Well Seasoned Member
Supporting Member 3
#57
Kevin there have been several 9.5-9.7-1 cr W engines,some recently.While not exactly what most people consider the 10 .5 range sweet spot,they can run really well with no worries about fuel.In his case I'd use the KB piston that's rated at about 10.8 would put him about 9.2- 9.3-1.With some careful thoughtful engine building,such as being sure to NOT put the counter bore back in the block after boring,one can gain at least .5 more compression.This thing can run damned good if the right combination of parts,machine work and assembly techniques are used.Sure a 9 62 or 655 would be a better base,but part of hot roding is making use of what you have.
 

boxerdog

Well Known Member
Supporting Member 5
#58
What is "reasonable"? Is there any comparison to a cheap 348 block (car/truck)? The reason I have more 348 blocks than 409 blocks is because price. No one cares if I stroke a 348 over a 409 when I can light the tires up with either. The 4 inch stroked 348's can produce some serious power.
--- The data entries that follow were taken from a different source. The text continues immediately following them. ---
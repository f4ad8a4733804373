use anyhow::{Result, anyhow};
use clap::Parser;
use log::info;
use precipitate_util_rust::{
    ClusterConfig, ClusterOrder, DumpFile, DumpSnapshot, clusterize_snapshot,
    copy_snapshot_with_indices, get_cluster_counts,
};
use rayon::{ThreadPoolBuilder, prelude::*};
use std::{
    collections::BTreeSet,
    ffi::OsString,
    path::{Path, PathBuf},
};

/// Writes a copy of each dump with a per-atom `cluster` column (1 for the
/// largest cluster, 0 for atoms outside the precipitate species).
#[derive(Parser)]
#[command(version, about, long_about = None)]
struct Cli {
    /// LAMMPS dump files
    #[arg(required = true)]
    dump_files: Vec<PathBuf>,

    /// Precipitate species "<tag 1>,<tag 2>,...", ex. "2,3"
    #[arg(short, long, value_delimiter = ',', required = true)]
    species: Vec<usize>,

    /// Per-atom column holding the species tag
    #[arg(long, default_value = "type")]
    species_key: String,

    /// Cluster cutoff radius (A)
    #[arg(short, long, default_value_t = 10.0)]
    cutoff: f64,

    /// Only this timestep of each dump
    #[arg(long, value_name = "TIMESTEP")]
    timestep: Option<u64>,

    /// Keep only atoms of clusters with at least this many atoms
    #[arg(short, long)]
    min_size: Option<usize>,

    /// Appended to the input file name
    #[arg(long, default_value = ".clusters")]
    suffix: String,

    /// Number of threads to run in parallel
    #[arg(short, long, default_value_t = 2)]
    threads: usize,
}

fn output_path(dump_path: &Path, suffix: &str) -> Result<PathBuf> {
    let mut file_name: OsString = dump_path
        .file_name()
        .ok_or(anyhow!(
            "Unable to take file name: {}",
            dump_path.to_string_lossy()
        ))?
        .to_owned();
    file_name.push(suffix);
    Ok(dump_path.with_file_name(file_name))
}

impl Cli {
    fn cluster_config(&self) -> ClusterConfig {
        ClusterConfig::new(self.species.iter().copied(), self.cutoff)
            .with_species_key(&self.species_key)
            .with_order(ClusterOrder::BySize)
    }
}

/// Drops atoms of clusters smaller than `min_size`, and atoms outside any
/// cluster.
fn keep_large_clusters(clusterized: &DumpSnapshot, min_size: usize) -> DumpSnapshot {
    let kept = get_cluster_counts(clusterized)
        .into_iter()
        .filter(|&(_, count)| count >= min_size)
        .map(|(id, _)| id)
        .collect::<BTreeSet<_>>();
    let indices = clusterized
        .get_property("cluster")
        .iter()
        .enumerate()
        .filter(|&(_, &label)| kept.contains(&(label as usize)))
        .map(|(i, _)| i)
        .collect::<Vec<_>>();
    copy_snapshot_with_indices(clusterized, indices.into_iter())
}

fn do_dump_file(dump_path: &Path, cli: &Cli, config: &ClusterConfig) -> Result<()> {
    let timesteps = cli.timestep.map(|step| vec![step]).unwrap_or_default();
    let dump = DumpFile::read(dump_path, &timesteps)?;
    let mut snapshots = Vec::new();
    for snapshot in dump.get_snapshots() {
        let clusterized = clusterize_snapshot(snapshot, config)?;
        info!(
            "{} step {}: {} clusters",
            dump_path.display(),
            snapshot.step,
            get_cluster_counts(&clusterized).len()
        );
        let clusterized = match cli.min_size {
            Some(min_size) => keep_large_clusters(&clusterized, min_size),
            None => clusterized,
        };
        snapshots.push(clusterized);
    }
    let output = output_path(dump_path, &cli.suffix)?;
    DumpFile::new(snapshots).save(&output)?;
    println!("{}", output.to_string_lossy());
    Ok(())
}

fn main() -> Result<()> {
    env_logger::init();
    let cli = Cli::parse();
    let config = cli.cluster_config();
    config.validate()?;

    let tp = ThreadPoolBuilder::new().num_threads(cli.threads).build()?;
    tp.install(|| {
        cli.dump_files
            .par_iter()
            .map(|dump_path| do_dump_file(dump_path, &cli, &config))
            .collect::<Result<Vec<_>>>()
    })?;
    Ok(())
}

#[cfg(test)]
mod tests {
    use super::*;
    use precipitate_util_rust::DumpReader;
    use std::io::Cursor;

    const DUMP: &str = "ITEM: TIMESTEP
0
ITEM: NUMBER OF ATOMS
6
ITEM: BOX BOUNDS pp pp pp
0 10
0 10
0 10
ITEM: ATOMS id StructureType x y z
1 2 0.5 5 5
2 2 9.6 5 5
3 2 9.0 5 5
4 1 9.3 5 5
5 2 5 2 2
6 0 5 8 8
";

    fn snapshot() -> DumpSnapshot {
        DumpReader::new(Cursor::new(DUMP)).next().unwrap().unwrap()
    }

    #[test]
    fn test_output_path() {
        let path = output_path(Path::new("/data/run/dump.100"), ".clusters").unwrap();
        assert_eq!(path, PathBuf::from("/data/run/dump.100.clusters"));
        assert!(output_path(Path::new("/"), ".clusters").is_err());
    }

    #[test]
    fn test_species_key_reaches_config() {
        let cli = Cli::parse_from([
            "cluster-dump",
            "dump.0",
            "-s",
            "2",
            "--species-key",
            "StructureType",
            "-c",
            "1.5",
        ]);
        let clusterized = clusterize_snapshot(&snapshot(), &cli.cluster_config()).unwrap();
        assert_eq!(
            clusterized.get_property("cluster"),
            &[1.0, 1.0, 1.0, 0.0, 2.0, 0.0]
        );
    }

    #[test]
    fn test_keep_large_clusters() {
        let config = ClusterConfig::new([2], 1.5)
            .with_species_key("StructureType")
            .with_order(ClusterOrder::BySize);
        let clusterized = clusterize_snapshot(&snapshot(), &config).unwrap();
        let kept = keep_large_clusters(&clusterized, 2);
        assert_eq!(kept.atoms_count, 3);
        assert_eq!(kept.get_property("id"), &[1.0, 2.0, 3.0]);
        assert_eq!(kept.get_property("cluster"), &[1.0, 1.0, 1.0]);
        assert_eq!(keep_large_clusters(&clusterized, 4).atoms_count, 0);
    }
}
I'm not sure I understand your response. I'm not picking on stroked 348s, in fact I currently own two, a 385 and a 414. And I wouldn't hesitate to build another. Reasonable? A 655 is a 348 truck block, and complete engines, when you find them, can be had for under $1000. I am in complete agreement with using 348 blocks when they are available. Many of the remaining 409s could be considered "used up" or have been damaged or poorly machined. All I was saying is that not all 348 blocks are created equal. While you might get the CR close to useful (in a double-notch block), I have to doubt that the resulting large combustion chamber is optimal in any way. Also, the later blocks have thicker main webs and Armasteel caps like the 409s and would probably be a better base for a stroker. But in the end, it's your money and you are the one that has to be happy with the end result.